Bolivian police increased targeted law enforcement operations against brothels, which resulted in the rescue of 287 children in conditions of forced prostitution, a 33 percent increase from the previous year. Some of these victims sought care in shelters, while others were reintegrated with their families. No criminal investigations or prosecutions of public officials allegedly involved with trafficking-related activity were initiated during the reporting period.

==Protection (2010)==
The Bolivian government sustained modest efforts to protect trafficking victims over the last year. Although law enforcement officials identified child victims during police operations in brothels, the government lacks effective procedures for identifying trafficking victims among other vulnerable populations, such as child laborers.

During the past year, law enforcement officials stationed along Bolivia's borders did not systematically attempt to identify victims of trafficking among emigrating Bolivians, though reports indicate hundreds of children leave the country under suspicious circumstances each month. In larger cities, such as La Paz and Santa Cruz, the government maintains small municipal shelters capable of caring for sex trafficking victims on a short-term basis, although some shelters limit services to girls. In addition to investigating and prosecuting cases, the anti-trafficking police unit in Santa Cruz provides trafficked individuals, along with victims of domestic violence, with medical assistance and shelter and is seen as a successful model of integrated care. Municipal shelters generally cannot, however, accommodate the demand for all forms of victim services, and in practice, services are limited to women and children trafficked into commercial sexual exploitation, with minimal resources available to male victims of trafficking or victims subjected to forced labor. Child victims may receive general care at a government-operated children's shelter, and NGOs and religious groups provide additional shelter care and reintegration training programs to trafficking victims.

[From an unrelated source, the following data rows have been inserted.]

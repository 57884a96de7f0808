//! Transport-neutral request/response types and the [`Transport`] seam.
//!
//! DESIGN
//! ======
//! A `Transport` only moves bytes: a non-2xx status comes back as an
//! `ApiResponse`, never as an error. Status interpretation happens once, in
//! [`ApiResponse::into_result`], so every client shares the same mapping from
//! error bodies to [`ApiError::Server`]. No transport retries.

#[cfg(test)]
#[path = "http_test.rs"]
mod http_test;

use serde::de::DeserializeOwned;
use serde_json::Value;

use crate::error::ApiError;

#[derive(Debug, Clone, Copy, PartialEq, Eq)]
pub enum Method {
    Get,
    Post,
    Delete,
}

impl Method {
    #[must_use]
    pub fn as_str(self) -> &'static str {
        match self {
            Self::Get => "GET",
            Self::Post => "POST",
            Self::Delete => "DELETE",
        }
    }
}

/// A single file sent as one field of a `multipart/form-data` body.
#[derive(Debug, Clone, PartialEq, Eq)]
pub struct MultipartFile {
    pub field: String,
    pub filename: String,
    pub mime: String,
    pub bytes: Vec<u8>,
}

#[derive(Debug, Clone, PartialEq)]
pub enum RequestBody {
    Empty,
    Json(Value),
    Multipart(MultipartFile),
}

#[derive(Debug, Clone, PartialEq)]
pub struct ApiRequest {
    pub method: Method,
    pub url: String,
    /// Bearer credential sent as `Authorization: Bearer <token>`.
    pub bearer: Option<String>,
    pub body: RequestBody,
}

impl ApiRequest {
    #[must_use]
    pub fn get(url: impl Into<String>) -> Self {
        Self { method: Method::Get, url: url.into(), bearer: None, body: RequestBody::Empty }
    }

    #[must_use]
    pub fn delete(url: impl Into<String>) -> Self {
        Self { method: Method::Delete, url: url.into(), bearer: None, body: RequestBody::Empty }
    }

    #[must_use]
    pub fn post_json(url: impl Into<String>, body: Value) -> Self {
        Self { method: Method::Post, url: url.into(), bearer: None, body: RequestBody::Json(body) }
    }

    #[must_use]
    pub fn post_multipart(url: impl Into<String>, file: MultipartFile) -> Self {
        Self { method: Method::Post, url: url.into(), bearer: None, body: RequestBody::Multipart(file) }
    }

    #[must_use]
    pub fn with_bearer(mut self, token: &str) -> Self {
        self.bearer = Some(token.to_owned());
        self
    }

    /// Value for the `Authorization` header, if a bearer token is attached.
    #[must_use]
    pub fn authorization(&self) -> Option<String> {
        self.bearer.as_ref().map(|token| format!("Bearer {token}"))
    }
}

#[derive(Debug, Clone, PartialEq, Eq)]
pub struct ApiResponse {
    pub status: u16,
    pub body: String,
}

impl ApiResponse {
    #[must_use]
    pub fn new(status: u16, body: impl Into<String>) -> Self {
        Self { status, body: body.into() }
    }

    #[must_use]
    pub fn is_success(&self) -> bool {
        (200..300).contains(&self.status)
    }

    /// Decode the body as JSON.
    ///
    /// # Errors
    ///
    /// Returns [`ApiError::Decode`] when the body does not match `T`.
    pub fn json<T: DeserializeOwned>(&self) -> Result<T, ApiError> {
        serde_json::from_str(&self.body).map_err(|e| ApiError::Decode(e.to_string()))
    }

    /// Turn a non-2xx response into [`ApiError::Server`], carrying the
    /// `message` field of a JSON error body when present.
    ///
    /// # Errors
    ///
    /// Returns [`ApiError::Server`] for any status outside `200..300`.
    pub fn into_result(self) -> Result<Self, ApiError> {
        if self.is_success() {
            return Ok(self);
        }
        Err(ApiError::Server { status: self.status, message: error_body_message(&self.body) })
    }
}

fn error_body_message(body: &str) -> Option<String> {
    let value: Value = serde_json::from_str(body).ok()?;
    value.get("message").and_then(Value::as_str).map(str::to_owned)
}

/// Moves one request to the remote API and returns the raw response.
///
/// Futures are not `Send`: browser transports hold JS handles.
#[async_trait::async_trait(?Send)]
pub trait Transport {
    /// Send `request` and return the raw response.
    ///
    /// # Errors
    ///
    /// Returns [`ApiError::Transport`] when the request could not be
    /// completed. HTTP error statuses are returned as `Ok`.
    async fn send(&self, request: ApiRequest) -> Result<ApiResponse, ApiError>;
}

Temporary and long-term services for victims remain unavailable in parts of the country. The government has no dedicated programs to assist the significant numbers of Bolivians trafficked abroad and later repatriated to the country. The government encourages victims to participate in investigations and prosecutions of trafficking offenders, though victims often do not because of their fear of reprisals from traffickers. The government does not provide foreign trafficking victims with legal alternatives to deportation to countries where they may face hardship or retribution. While the government provided no specialized training in the identification of trafficking victims, other partners, including NGOs and foreign governments, provided training to police, prosecutors, and the general population.

==Prevention (2010)==
The government sustained previous levels of prevention and public awareness efforts, largely in collaboration with international donors. Bolivian authorities continued to forge partnerships with NGOs, international organizations, and other governments on prevention activities and hosted the country's first International Trafficking in Persons conference in March 2009. No efforts to reduce demand for commercial sex acts or forced labor were reported during the year. The government provided anti-trafficking training for its troops before they deployed on international peacekeeping missions.